The task = Begin with the first line of the entries below. Copy each line exactly, stopping after the one that contains "let len:String = payload.len().to_string();".
Data for analysis below:
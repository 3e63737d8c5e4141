
extern crate dsoxctl;

use dsoxctl::devices::dsox1000::DSOX1000;
use dsoxctl::session::LoopbackSession;

const IDN:&[u8] = b"KEYSIGHT TECHNOLOGIES,DSOX1204G,CN00012345,02.12.2021060700\n";
const PREAMBLE:&[u8] = b"BYTE,0,1000,1,1e-6,0,0,0.04,0,128\n";

fn block_reply(payload:&[u8]) -> Vec<u8> {
	let len:String = payload.len().to_string();
	let mut reply:Vec<u8> = vec![b'#'];
	reply.push(b'0' + len.len() as u8);
	reply.extend_from_slice(len.as_bytes());
	reply.extend_from_slice(payload);
	reply.push(b'\n');
	reply
}

#[test]
fn binary_waveform_transfer_end_to_end() {
	let mut sess = LoopbackSession::new();
	sess.push_reply(IDN);
	let mut scope = DSOX1000::new(sess).unwrap();

	let raw:Vec<u8> = (0..1000u32).map(|i| (i % 256) as u8).collect();
	scope.session_mut().push_reply(PREAMBLE);
	scope.session_mut().push_reply(&block_reply(&raw));

	let wf = scope.read_waveform(1).unwrap();

	assert_eq!(wf.source, "CHAN1");
	assert_eq!(wf.time_s.len(), 1000);
	assert_eq!(wf.voltage_v.len(), 1000);
	assert_eq!(wf.preamble.points, 1000);

	// raw code equal to y_reference decodes to y_origin
	assert_eq!(wf.voltage_v[128], 0.0);
	assert!((wf.voltage_v[0] + 5.12).abs() < 1e-12);
	assert!((wf.time_s[10] - 1e-5).abs() < 1e-15);

	// the session is fully drained and back in its normal read mode
	assert_eq!(scope.session_mut().pending(), 0);
	assert!(dsoxctl::session::Session::term_enabled(scope.session_mut()));

	let written:&Vec<String> = &scope.session_mut().written;
	assert_eq!(written[0], "*IDN?");
	assert_eq!(written[1], ":WAV:SOUR CHAN1");
	assert_eq!(written[2], ":WAV:FORM BYTE");
	assert_eq!(written[3], ":WAV:PRE?");
	assert_eq!(written[4], ":WAV:DATA?");
}

#[test]
fn fragmented_waveform_transfer_matches_whole_delivery() {
	let raw:Vec<u8> = (0..500u32).map(|i| (255 - (i % 256)) as u8).collect();

	let mut voltages:Vec<Vec<f64>> = vec![];
	for chunk in &[7usize, std::usize::MAX] {
		let mut sess = LoopbackSession::with_chunk(*chunk);
		sess.push_reply(IDN);
		let mut scope = DSOX1000::new(sess).unwrap();

		scope.session_mut().push_reply(PREAMBLE);
		scope.session_mut().push_reply(&block_reply(&raw));

		voltages.push(scope.read_waveform(1).unwrap().voltage_v);
	}

	assert_eq!(voltages[0].len(), 500);
	assert_eq!(voltages[0], voltages[1]);
}

#[test]
fn screenshot_payload_with_embedded_newlines_survives() {
	let mut sess = LoopbackSession::new();
	sess.push_reply(IDN);
	let mut scope = DSOX1000::new(sess).unwrap();

	// a realistic PNG prefix, full of bytes that look like terminators
	let mut png:Vec<u8> = b"\x89PNG\r\n\x1a\n".to_vec();
	png.extend_from_slice(&[0x00, 0x0A, 0x0D, 0x0A, 0xFF, 0x42]);
	scope.session_mut().push_reply(&block_reply(&png));

	let got:Vec<u8> = scope.screenshot_png().unwrap();
	assert_eq!(got, png);
	assert_eq!(scope.session_mut().pending(), 0);
}

#[test]
fn ascii_transfer_applies_scaling_to_integer_codes() {
	let mut sess = LoopbackSession::new();
	sess.push_reply(IDN);
	let mut scope = DSOX1000::new(sess).unwrap();

	let text:String = (0..100u32).map(|i| (i % 256).to_string()).collect::<Vec<String>>().join(",");
	scope.session_mut().push_reply(PREAMBLE);
	scope.session_mut().push_reply(&block_reply(text.as_bytes()));

	let wf = scope.read_waveform_ascii(1).unwrap();

	assert_eq!(wf.voltage_v.len(), 100);
	// integer codes with non-trivial preamble scaling get rescaled
	assert!((wf.voltage_v[0] + 5.12).abs() < 1e-12);
	assert_eq!(wf.voltage_v[28], (28.0 - 128.0) * 0.04);
}

#[test]
fn ascii_transfer_leaves_physical_values_alone() {
	let mut sess = LoopbackSession::new();
	sess.push_reply(IDN);
	let mut scope = DSOX1000::new(sess).unwrap();

	let text:String = (0..100u32).map(|i| format!("{}", 0.0125 * (i as f64) + 0.0003)).collect::<Vec<String>>().join(",");
	scope.session_mut().push_reply(PREAMBLE);
	scope.session_mut().push_reply(&block_reply(text.as_bytes()));

	let wf = scope.read_waveform_ascii(1).unwrap();

	assert_eq!(wf.voltage_v.len(), 100);
	assert!((wf.voltage_v[0] - 0.0003).abs() < 1e-12);
	assert!((wf.voltage_v[99] - (0.0125 * 99.0 + 0.0003)).abs() < 1e-12);
}

#[test]
fn back_to_back_transfers_stay_in_sync() {
	let mut sess = LoopbackSession::new();
	sess.push_reply(IDN);
	let mut scope = DSOX1000::new(sess).unwrap();

	for fill in &[0x10u8, 0x20u8] {
		let raw:Vec<u8> = vec![*fill; 256];
		scope.session_mut().push_reply(PREAMBLE);
		scope.session_mut().push_reply(&block_reply(&raw));
	}

	let first = scope.read_waveform(1).unwrap();
	let second = scope.read_waveform(2).unwrap();

	assert_eq!(first.voltage_v[0], (0x10 as f64 - 128.0) * 0.04);
	assert_eq!(second.voltage_v[0], (0x20 as f64 - 128.0) * 0.04);
	assert_eq!(second.source, "CHAN2");
	assert_eq!(scope.session_mut().pending(), 0);
}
End of Data for analysis.
Solved problem =
repository 3e63737d8c5e4141

extern crate dsoxctl;

use dsoxctl::devices::dsox1000::DSOX1000;
use dsoxctl::session::LoopbackSession;

const IDN:&[u8] = b"KEYSIGHT TECHNOLOGIES,DSOX1204G,CN00012345,02.12.2021060700\n";
const PREAMBLE:&[u8] = b"BYTE,0,1000,1,1e-6,0,0,0.04,0,128\n";

fn block_reply(payload:&[u8]) -> Vec<u8> {
	let len:String = payload.len().to_string();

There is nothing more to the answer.